- **RECORDED DATA**
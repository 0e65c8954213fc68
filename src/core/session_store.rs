//! Remembered session in localStorage.
//!
//! Only the WebID and pod URL the user typed are stored, JSON-encoded, so
//! the connect form can be pre-filled and the explorer restored on reload.

use podview_core::Session;

use crate::config::SESSION_KEY;
use crate::core::error::StorageError;
use crate::utils::dom;

/// Load the remembered session, if any.
pub fn load() -> Option<Session> {
    let storage = dom::local_storage()?;
    let json = storage.get_item(SESSION_KEY).ok()??;
    match serde_json::from_str::<Session>(&json) {
        Ok(session) => Some(session),
        Err(err) => {
            tracing::warn!(error = %err, "discarding unreadable stored session");
            let _ = storage.remove_item(SESSION_KEY);
            None
        }
    }
}

/// Remember a session for the next visit.
pub fn save(session: &Session) -> Result<(), StorageError> {
    let storage = dom::local_storage().ok_or(StorageError::StorageUnavailable)?;
    let json = serde_json::to_string(session).map_err(|_| StorageError::SerializationFailed)?;
    storage
        .set_item(SESSION_KEY, &json)
        .map_err(|_| StorageError::SaveFailed)
}

/// Forget the remembered session.
pub fn clear() -> Result<(), StorageError> {
    let storage = dom::local_storage().ok_or(StorageError::StorageUnavailable)?;
    storage
        .remove_item(SESSION_KEY)
        .map_err(|_| StorageError::RemoveFailed)
}
//! Tracing bridge to the browser console.
//!
//! The core crate logs through `tracing`; this layer forwards every event to
//! the matching `console.*` method so messages show up in devtools with the
//! right severity.

use std::fmt;

use tracing::field::{Field, Visit};
use tracing::{Event, Level, Subscriber};
use tracing_subscriber::Layer;
use tracing_subscriber::layer::Context;
use tracing_subscriber::prelude::*;
use wasm_bindgen::JsValue;

use crate::config::LOG_LEVEL;

/// Collects the message and structured fields of an event.
#[derive(Default)]
struct EventVisitor {
    message: Option<String>,
    fields: Vec<(&'static str, String)>,
}

impl Visit for EventVisitor {
    fn record_debug(&mut self, field: &Field, value: &dyn fmt::Debug) {
        let rendered = format!("{value:?}");
        if field.name() == "message" {
            self.message = Some(rendered);
        } else {
            self.fields.push((field.name(), rendered));
        }
    }

    fn record_str(&mut self, field: &Field, value: &str) {
        if field.name() == "message" {
            self.message = Some(value.to_string());
        } else {
            self.fields.push((field.name(), value.to_string()));
        }
    }
}

/// Format an event as `[target] message key=value ...`.
fn format_line(target: &str, message: Option<&str>, fields: &[(&str, String)]) -> String {
    let mut line = format!("[{}] {}", target, message.unwrap_or_default());
    for (key, value) in fields {
        line.push(' ');
        line.push_str(key);
        line.push('=');
        line.push_str(value);
    }
    line
}

/// Layer writing events to `web_sys::console`.
pub struct ConsoleLayer {
    max_level: Level,
}

impl ConsoleLayer {
    pub fn new(max_level: Level) -> Self {
        Self { max_level }
    }
}

impl<S: Subscriber> Layer<S> for ConsoleLayer {
    fn on_event(&self, event: &Event<'_>, _ctx: Context<'_, S>) {
        let meta = event.metadata();
        if *meta.level() > self.max_level {
            return;
        }

        let mut visitor = EventVisitor::default();
        event.record(&mut visitor);
        let line = format_line(meta.target(), visitor.message.as_deref(), &visitor.fields);
        let value = JsValue::from_str(&line);

        match *meta.level() {
            Level::ERROR => web_sys::console::error_1(&value),
            Level::WARN => web_sys::console::warn_1(&value),
            Level::INFO => web_sys::console::info_1(&value),
            _ => web_sys::console::debug_1(&value),
        }
    }
}

/// Install the console layer as the global subscriber.
pub fn init() {
    let result = tracing_subscriber::registry()
        .with(ConsoleLayer::new(LOG_LEVEL))
        .try_init();
    if let Err(err) = result {
        web_sys::console::warn_1(&format!("logging already initialized: {err}").into());
    }
}

#[cfg(test)]
mod tests {
    use super::*;

    #[test]
    fn test_format_line() {
        let fields = vec![("folder", "https://pod.example/".to_string()), ("items", "3".to_string())];
        assert_eq!(
            format_line("podview_core::navigator", Some("listed folder"), &fields),
            "[podview_core::navigator] listed folder folder=https://pod.example/ items=3"
        );
        assert_eq!(format_line("app", None, &[]), "[app] ");
    }
}
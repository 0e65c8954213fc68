//! View-side models for the application.
//!
//! Contains:
//! - [`ConnectionState`], [`ConnectForm`], [`ConnectError`] - Pod connection and the connect form
//! - [`SheetState`] - Create-item sheet state

mod connection;
mod explorer;

pub use connection::{ConnectError, ConnectForm, ConnectionState};
pub use explorer::SheetState;
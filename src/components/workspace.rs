//! Top-level layout.
//!
//! Status bar on top; below it either the connect form or the explorer,
//! depending on the connection state.

use leptos::prelude::*;

use super::connect::ConnectPanel;
use super::explorer::Explorer;
use super::status::Status;
use crate::app::AppContext;
use crate::models::ConnectionState;

stylance::import_crate_style!(css, "src/components/workspace.module.css");

#[component]
pub fn Workspace() -> impl IntoView {
    let ctx = use_context::<AppContext>().expect("AppContext must be provided");

    let connected = Memo::new(move |_| ctx.connection.with(ConnectionState::is_connected));

    view! {
        <div class=css::workspace>
            <Status />
            <main class=css::main>
                <Show when=move || connected.get() fallback=|| view! { <ConnectPanel /> }>
                    <Explorer />
                </Show>
            </main>
        </div>
    }
}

- **EXERCISE**
Where does the word "JsValue" show up in the material? Copy out each line that has it.

- **TASK RESPONSE**
use wasm_bindgen::JsValue;
        let value = JsValue::from_str(&line);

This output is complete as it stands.